As the early Christian writer Tertullian pointed out, the law of Moses ordered strict penalties for causing an abortion. We read, “If men quarrel, and one strike a woman with child, and she miscarry indeed [Hebrew: “so that her child comes out”], but live herself: he shall be answerable for so much damage as the woman's husband shall require, and as arbiters shall award. But if her death ensue thereupon, he shall render life for life. Eye for eye, tooth for tooth, hand for hand, foot for foot.”
This applies the lex talionis or “law of retribution” to abortion. The lex talionis establishes the just punishment for an injury (eye for eye, tooth for tooth, life for life, compared to the much greater retributions that had been common before, such as life for eye, life for tooth, lives of the offender’s family for one life).

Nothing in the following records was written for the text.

//! Identity source: the signed-in user's stable id, as resolved by the
//! external auth provider.
//!
//! Backed by a `watch` channel so every panel and poller observes the current
//! value without polling. Nothing in this crate writes to it except the
//! provider integration via [`IdentitySource::resolve`].

use tokio::sync::watch;

#[derive(Debug, Clone, Default, PartialEq, Eq)]
pub struct IdentityState {
    pub id: Option<String>,
    /// Session bootstrap in progress. No fetch may be issued while set.
    pub loading: bool,
}

impl IdentityState {
    /// The id requests may be issued for, if any.
    pub fn ready_id(&self) -> Option<&str> {
        if self.loading {
            None
        } else {
            self.id.as_deref()
        }
    }
}

/// How the ready identity moved between two observations.
#[derive(Debug, Clone, PartialEq, Eq)]
pub enum IdentityTransition {
    Unchanged,
    SignedIn(String),
    Switched { from: String, to: String },
    SignedOut { previous: String },
}

impl IdentityTransition {
    pub fn between(prev: Option<&str>, next: Option<&str>) -> Self {
        match (prev, next) {
            (a, b) if a == b => IdentityTransition::Unchanged,
            (None, Some(to)) => IdentityTransition::SignedIn(to.to_string()),
            (Some(from), Some(to)) => IdentityTransition::Switched {
                from: from.to_string(),
                to: to.to_string(),
            },
            (Some(previous), None) => IdentityTransition::SignedOut {
                previous: previous.to_string(),
            },
            (None, None) => IdentityTransition::Unchanged,
        }
    }
}

pub struct IdentitySource {
    tx: watch::Sender<IdentityState>,
}

impl IdentitySource {
    /// Start in bootstrap: no id, loading.
    pub fn new() -> Self {
        let (tx, _) = watch::channel(IdentityState {
            id: None,
            loading: true,
        });
        Self { tx }
    }

    /// Already-resolved identity (CLI, tests).
    pub fn signed_in(id: impl Into<String>) -> Self {
        let (tx, _) = watch::channel(IdentityState {
            id: Some(id.into()),
            loading: false,
        });
        Self { tx }
    }

    pub fn current(&self) -> IdentityState {
        self.tx.borrow().clone()
    }

    pub fn subscribe(&self) -> watch::Receiver<IdentityState> {
        self.tx.subscribe()
    }

    /// Auth provider finished resolving the session. `None` means signed out.
    pub fn resolve(&self, id: Option<String>) {
        let next = IdentityState { id, loading: false };
        let changed = self.tx.send_if_modified(|state| {
            if *state == next {
                return false;
            }
            let transition = IdentityTransition::between(state.ready_id(), next.ready_id());
            log::info!("Identity: {:?}", transition);
            *state = next;
            true
        });
        if !changed {
            log::debug!("Identity: resolve with unchanged state ignored");
        }
    }

    /// Auth provider is re-establishing the session.
    pub fn begin_loading(&self) {
        self.tx.send_if_modified(|state| {
            if state.loading {
                return false;
            }
            state.loading = true;
            true
        });
    }
}

impl Default for IdentitySource {
    fn default() -> Self {
        Self::new()
    }
}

The lex talionis would already have been applied to a woman who was injured in a fight. The distinguishing point in this passage is that a pregnant woman is hurt “so that her child comes out”; the child is the focus of the lex talionis in this passage. Aborted babies must have justice, too.
This is because they, like older children, have souls, even though marred by original sin. David tells us, “Surely I was sinful at birth, sinful from the time my mother conceived me” (Ps. 51[50]:5, NIV). Since sinfulness is a spiritual rather than a physical condition, David must have had a spiritual nature from the time of conception.

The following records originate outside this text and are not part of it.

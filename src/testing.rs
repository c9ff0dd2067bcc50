//! In-memory dashboard backend for tests.
//!
//! Each call can be held open with a gate so tests decide the order in which
//! responses complete. Data is read after the gate opens, so a held call
//! returns whatever the backend holds at completion time.

use std::collections::{HashMap, VecDeque};
use std::sync::Arc;
use std::time::Duration;

use async_trait::async_trait;
use chrono::Utc;
use parking_lot::Mutex;
use tokio::sync::oneshot;

use crate::api::{ApiError, DashboardApi};
use crate::types::{
    CognitiveLoad, Context, DashboardData, Insight, LinkStatus, Recommendation, SyncReport,
    SyncedCounts, Task,
};

#[derive(Debug, Clone, Copy, PartialEq, Eq, Hash)]
pub enum Resource {
    Contexts,
    Tasks,
    CognitiveLoad,
    Insights,
    Recommendations,
    Dashboard,
    LinkStatus,
    LinkInitiate,
    LinkSync,
}

#[derive(Default)]
pub struct FakeApi {
    data: Mutex<HashMap<String, DashboardData>>,
    link: Mutex<HashMap<String, LinkStatus>>,
    failures: Mutex<HashMap<Resource, ApiError>>,
    gates: Mutex<HashMap<Resource, VecDeque<oneshot::Receiver<()>>>>,
    calls: Mutex<Vec<(Resource, String)>>,
    sync_report: Mutex<Option<SyncReport>>,
}

impl FakeApi {
    pub fn new() -> Arc<Self> {
        Arc::new(Self::default())
    }

    pub fn set_tasks(&self, user_id: &str, tasks: Vec<Task>) {
        self.data.lock().entry(user_id.to_string()).or_default().tasks = tasks;
    }

    pub fn set_contexts(&self, user_id: &str, contexts: Vec<Context>) {
        self.data.lock().entry(user_id.to_string()).or_default().contexts = contexts;
    }

    pub fn set_insights(&self, user_id: &str, insights: Vec<Insight>) {
        self.data.lock().entry(user_id.to_string()).or_default().insights = insights;
    }

    pub fn set_cognitive_load(&self, user_id: &str, load: Option<CognitiveLoad>) {
        self.data.lock().entry(user_id.to_string()).or_default().cognitive_load = load;
    }

    pub fn set_recommendations(&self, user_id: &str, recs: Vec<Recommendation>) {
        self.data.lock().entry(user_id.to_string()).or_default().recommendations = recs;
    }

    pub fn set_link_status(&self, user_id: &str, status: LinkStatus) {
        self.link.lock().insert(user_id.to_string(), status);
    }

    pub fn set_sync_report(&self, report: SyncReport) {
        *self.sync_report.lock() = Some(report);
    }

    /// Every call to `resource` fails with `err` until [`FakeApi::heal`].
    pub fn fail(&self, resource: Resource, err: ApiError) {
        self.failures.lock().insert(resource, err);
    }

    pub fn heal(&self, resource: Resource) {
        self.failures.lock().remove(&resource);
    }

    /// Hold the next not-yet-gated call to `resource` until the sender fires
    /// (or is dropped).
    pub fn gate(&self, resource: Resource) -> oneshot::Sender<()> {
        let (tx, rx) = oneshot::channel();
        self.gates.lock().entry(resource).or_default().push_back(rx);
        tx
    }

    pub fn calls(&self, resource: Resource) -> usize {
        self.calls.lock().iter().filter(|(r, _)| *r == resource).count()
    }

    pub fn calls_for(&self, resource: Resource, user_id: &str) -> usize {
        self.calls
            .lock()
            .iter()
            .filter(|(r, u)| *r == resource && u == user_id)
            .count()
    }

    async fn enter(&self, resource: Resource, user_id: &str) -> Result<(), ApiError> {
        self.calls.lock().push((resource, user_id.to_string()));
        let gate = self
            .gates
            .lock()
            .get_mut(&resource)
            .and_then(|queue| queue.pop_front());
        if let Some(gate) = gate {
            let _ = gate.await;
        }
        match self.failures.lock().get(&resource) {
            Some(err) => Err(err.clone()),
            None => Ok(()),
        }
    }

    fn snapshot(&self, user_id: &str) -> DashboardData {
        self.data.lock().get(user_id).cloned().unwrap_or_default()
    }
}

#[async_trait]
impl DashboardApi for FakeApi {
    async fn contexts(&self, user_id: &str) -> Result<Vec<Context>, ApiError> {
        self.enter(Resource::Contexts, user_id).await?;
        Ok(self.snapshot(user_id).contexts)
    }

    async fn tasks(&self, user_id: &str) -> Result<Vec<Task>, ApiError> {
        self.enter(Resource::Tasks, user_id).await?;
        Ok(self.snapshot(user_id).tasks)
    }

    async fn cognitive_load(&self, user_id: &str) -> Result<Option<CognitiveLoad>, ApiError> {
        self.enter(Resource::CognitiveLoad, user_id).await?;
        Ok(self.snapshot(user_id).cognitive_load)
    }

    async fn insights(&self, user_id: &str) -> Result<Vec<Insight>, ApiError> {
        self.enter(Resource::Insights, user_id).await?;
        Ok(self.snapshot(user_id).insights)
    }

    async fn recommendations(&self, user_id: &str) -> Result<Vec<Recommendation>, ApiError> {
        self.enter(Resource::Recommendations, user_id).await?;
        Ok(self.snapshot(user_id).recommendations)
    }

    async fn dashboard(&self, user_id: &str) -> Result<DashboardData, ApiError> {
        self.enter(Resource::Dashboard, user_id).await?;
        Ok(self.snapshot(user_id))
    }

    async fn link_status(&self, user_id: &str) -> Result<LinkStatus, ApiError> {
        self.enter(Resource::LinkStatus, user_id).await?;
        Ok(self.link.lock().get(user_id).cloned().unwrap_or_default())
    }

    async fn link_initiate(&self, user_id: &str) -> Result<(), ApiError> {
        self.enter(Resource::LinkInitiate, user_id).await?;
        self.link
            .lock()
            .entry(user_id.to_string())
            .or_default()
            .connected = true;
        Ok(())
    }

    async fn link_sync(&self, user_id: &str) -> Result<SyncReport, ApiError> {
        self.enter(Resource::LinkSync, user_id).await?;
        let now = Utc::now();
        {
            let mut link = self.link.lock();
            let status = link.entry(user_id.to_string()).or_default();
            status.connected = true;
            status.last_sync = Some(now);
            status.has_calendar_data = true;
            status.has_email_data = true;
        }
        Ok(self.sync_report.lock().clone().unwrap_or(SyncReport {
            status: "success".to_string(),
            synced: SyncedCounts {
                calendar: 1,
                emails: 1,
            },
            timestamp: Some(now),
            errors: Vec::new(),
        }))
    }
}

pub fn task(id: &str, title: &str, context: &str, score: f64) -> Task {
    Task {
        id: id.to_string(),
        title: title.to_string(),
        context: context.to_string(),
        deadline: None,
        priority_score: score,
        status: "not_started".to_string(),
        explanation: String::new(),
    }
}

/// Let spawned tasks run until they are all parked on timers or I/O.
pub async fn settle() {
    for _ in 0..20 {
        tokio::task::yield_now().await;
    }
}

/// Advance paused time, then let woken tasks run.
pub async fn advance(duration: Duration) {
    tokio::time::advance(duration).await;
    settle().await;
}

The same is shown in James 2:26, which tells us that “the body without the spirit is dead”: The soul is the life-principle of the human body. Since from the time of conception the child’s body is alive (as shown by the fact it is growing), the child’s body must already have its spirit.

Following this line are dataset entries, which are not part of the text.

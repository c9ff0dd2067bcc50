//! Google account linking.
//!
//! Modules:
//! - orchestrator: status / connect / sync workflow, per-identity
//!   single-flight sync, refresh publication after a completed sync
//! - poller: periodic status refresh tied to the current identity

pub mod orchestrator;
pub mod poller;

use chrono::{DateTime, Utc};
use tokio::task::JoinHandle;

use crate::error::LinkError;
use crate::types::{LinkStatus, SyncReport};

pub use orchestrator::{LinkOrchestrator, LinkSettings};
pub use poller::{start_status_poller, PollerHandle};

/// Where the link workflow is for the current identity.
#[derive(Debug, Clone, Copy, PartialEq, Eq, Default)]
pub enum LinkPhase {
    #[default]
    Unlinked,
    Connecting,
    Linked {
        syncing: bool,
    },
}

/// Link status as far as this client knows.
///
/// `Provisional` is the optimistic value set after a successful connect. The
/// next successful status fetch replaces it unconditionally.
#[derive(Debug, Clone, PartialEq, Default)]
pub enum StatusValue {
    #[default]
    Unknown,
    Provisional(LinkStatus),
    Confirmed(LinkStatus),
}

impl StatusValue {
    pub fn get(&self) -> Option<&LinkStatus> {
        match self {
            StatusValue::Unknown => None,
            StatusValue::Provisional(s) | StatusValue::Confirmed(s) => Some(s),
        }
    }

    pub fn is_connected(&self) -> bool {
        self.get().is_some_and(|s| s.connected)
    }

    pub fn is_confirmed(&self) -> bool {
        matches!(self, StatusValue::Confirmed(_))
    }
}

/// What the link control renders.
#[derive(Debug, Clone, PartialEq, Default)]
pub struct LinkView {
    /// Identity this view belongs to. `None` while signed out.
    pub user_id: Option<String>,
    pub phase: LinkPhase,
    pub status: StatusValue,
    /// Last connect/sync failure, shown next to the control.
    pub error: Option<LinkError>,
    pub last_report: Option<SyncReport>,
    pub last_checked: Option<DateTime<Utc>>,
}

impl LinkView {
    pub fn for_user(user_id: Option<&str>) -> Self {
        Self {
            user_id: user_id.map(str::to_owned),
            ..Self::default()
        }
    }

    pub fn is_syncing(&self) -> bool {
        self.phase == LinkPhase::Linked { syncing: true }
    }

    /// Warnings from the last partial sync.
    pub fn warnings(&self) -> &[String] {
        match &self.last_report {
            Some(report) if report.is_partial() => &report.errors,
            _ => &[],
        }
    }

    /// "Last synced 5 minutes ago", relative to `now`.
    pub fn last_synced_label(&self, now: DateTime<Utc>) -> String {
        let Some(last) = self.status.get().and_then(|s| s.last_sync) else {
            return "Never synced".to_string();
        };
        let minutes = (now - last).num_minutes().max(0);
        match minutes {
            0 => "Last synced just now".to_string(),
            1 => "Last synced 1 minute ago".to_string(),
            m if m < 60 => format!("Last synced {} minutes ago", m),
            m if m < 120 => "Last synced 1 hour ago".to_string(),
            m if m < 60 * 24 => format!("Last synced {} hours ago", m / 60),
            _ => format!("Last synced {}", last.format("%Y-%m-%d")),
        }
    }
}

/// Background task that is aborted when its owner drops it.
pub(crate) struct AbortOnDrop(pub(crate) JoinHandle<()>);

impl AbortOnDrop {
    pub(crate) fn is_finished(&self) -> bool {
        self.0.is_finished()
    }
}

impl Drop for AbortOnDrop {
    fn drop(&mut self) {
        self.0.abort();
    }
}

Thus, in 1930 Pope Pius XI declared (in Casti Connubii, paragraph 64) that “however much we may pity the mother whose health and even life is gravely imperiled in the performance of the duty allotted to her by nature, nevertheless what could ever be a sufficient reason for excusing in any way the direct murder of the innocent? This is precisely what we are dealing with here. Whether inflicted upon the mother or upon the child, it is against the precept of God and the law of nature [...] The life of each is equally sacred, and no one has the power, not even the public authority, to destroy it. It is of no use to appeal to the right of taking away life for here it is a question of the innocent, whereas that right has regard only to the guilty; [...] there is not question here of what is called the ‘law of extreme necessity’ which could even extend to the direct killing of the innocent.”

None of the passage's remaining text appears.